SWIFT looks to beef up security after cyber attacks
Messaging services provided by the Society for Worldwide Interbank Financial Telecommunication (SWIFT) are used by about 11,000 financial institutions from more than 200 countries. The network, allows lenders to process billions of dollars daily, and is considered the backbone of international banking.
A five-point plant is expected to be revealed by company CEO Gottfried Leibbrand at a financial services conference in Brussels in a few days time.
“I think it will prove to be a watershed event for the banking industry. Cyber risk has been the main thing to keep me awake at night,” the CEO is due to say, according to a draft of his speech obtained by the Financial Times.
In February, cyber thieves stole $81 million from the central bank of Bangladesh, using stolen credentials from Bangladesh Bank computers to log into the SWIFT system, according to research by British defense contractor BAE Systems. Attackers attempted to transfer nearly $1 billion out of the bank’s account with the US Federal Reserve.
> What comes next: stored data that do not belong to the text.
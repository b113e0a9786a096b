//! Optimistic-concurrency version tokens.
//!
//! A site's `version` is a counter. Over HTTP it travels as a strong `ETag`
//! (`"3"`) and comes back in `If-Match`; request bodies may also carry a bare
//! `version` number.

use crate::errors::CoreError;

/// A parsed `If-Match` value.
#[derive(Debug, Clone, Copy, PartialEq, Eq)]
pub enum VersionToken {
    /// `*`: matches whatever is stored.
    Any,
    Exact(i64),
}

impl VersionToken {
    /// The concrete version to guard on, if any.
    #[must_use]
    pub const fn expected(self) -> Option<i64> {
        match self {
            Self::Any => None,
            Self::Exact(v) => Some(v),
        }
    }
}

/// Parse an `If-Match` header value.
///
/// Accepts `3`, `"3"`, `W/"3"` and `*`. A comma-separated list uses its first
/// entry.
///
/// # Errors
///
/// Returns [`CoreError::InvalidVersionToken`] when the value is not a version.
pub fn parse_if_match(raw: &str) -> Result<VersionToken, CoreError> {
    let first = raw.split(',').next().unwrap_or_default().trim();
    if first == "*" {
        return Ok(VersionToken::Any);
    }
    let unweak = first.strip_prefix("W/").unwrap_or(first);
    let unquoted = unweak
        .strip_prefix('"')
        .and_then(|s| s.strip_suffix('"'))
        .unwrap_or(unweak);
    unquoted
        .trim()
        .parse::<i64>()
        .ok()
        .filter(|v| *v > 0)
        .map(VersionToken::Exact)
        .ok_or_else(|| CoreError::InvalidVersionToken(raw.to_string()))
}

/// Render a version as a strong entity tag.
#[must_use]
pub fn etag(version: i64) -> String {
    format!("\"{version}\"")
}

/// Compare the stored version against the caller's expectation.
///
/// `None` means the caller sent no token and the check is skipped.
///
/// # Errors
///
/// Returns [`CoreError::VersionConflict`] on mismatch.
pub fn check_version(id: &str, current: i64, expected: Option<i64>) -> Result<(), CoreError> {
    match expected {
        Some(expected) if expected != current => Err(CoreError::VersionConflict {
            id: id.to_string(),
            current,
            expected,
        }),
        _ => Ok(()),
    }
}

#[cfg(test)]
mod tests {
    use super::*;
    use rstest::rstest;

    #[rstest]
    #[case("3", VersionToken::Exact(3))]
    #[case("\"3\"", VersionToken::Exact(3))]
    #[case("W/\"12\"", VersionToken::Exact(12))]
    #[case(" \"7\" , \"8\"", VersionToken::Exact(7))]
    #[case("*", VersionToken::Any)]
    fn parses_tokens(#[case] raw: &str, #[case] expected: VersionToken) {
        assert_eq!(parse_if_match(raw).unwrap(), expected);
    }

    #[rstest]
    #[case("")]
    #[case("abc")]
    #[case("\"2025-03-01\"")]
    #[case("0")]
    #[case("-1")]
    fn rejects_garbage(#[case] raw: &str) {
        assert!(matches!(
            parse_if_match(raw),
            Err(CoreError::InvalidVersionToken(_))
        ));
    }

    #[test]
    fn etag_roundtrips_through_parser() {
        assert_eq!(etag(5), "\"5\"");
        assert_eq!(parse_if_match(&etag(5)).unwrap().expected(), Some(5));
    }

    #[test]
    fn check_version_skips_without_token() {
        assert!(check_version("SITE-1", 4, None).is_ok());
        assert!(check_version("SITE-1", 4, Some(4)).is_ok());
        let err = check_version("SITE-1", 4, Some(3)).unwrap_err();
        assert!(err.is_conflict());
    }
}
SWIFT secure messaging service that underpins international banking said it plans to launch a new five-point plan security program 1/2— Bangladesh Today (@Bangladesh2day) May 24, 2016
Following the incident, SWIFT released a security update for the software used by the financial institutions on the network.
In January, Vietnam's Tien Phong Bank stopped an attempted cyber-attack aimed at transferring more than $1.1 million. The hackers used a technique similar to the Bangladesh heist.
Last year, Wells Fargo in the US approved transfers of $12 million from Banco del Austro in Ecuador after getting requests via the secure messaging system. Both banks believe the money was stolen by hackers.
To restore the banking industry's faith in SWIFT, the Belgium-based firm plans to provide tighter guidelines for auditors and regulators to check if a bank's SWIFT security procedures are good enough.
SWIFT wants to improve information sharing among members, to increase the use of software spotting fraudulent payments and to toughen up the network's security procedures.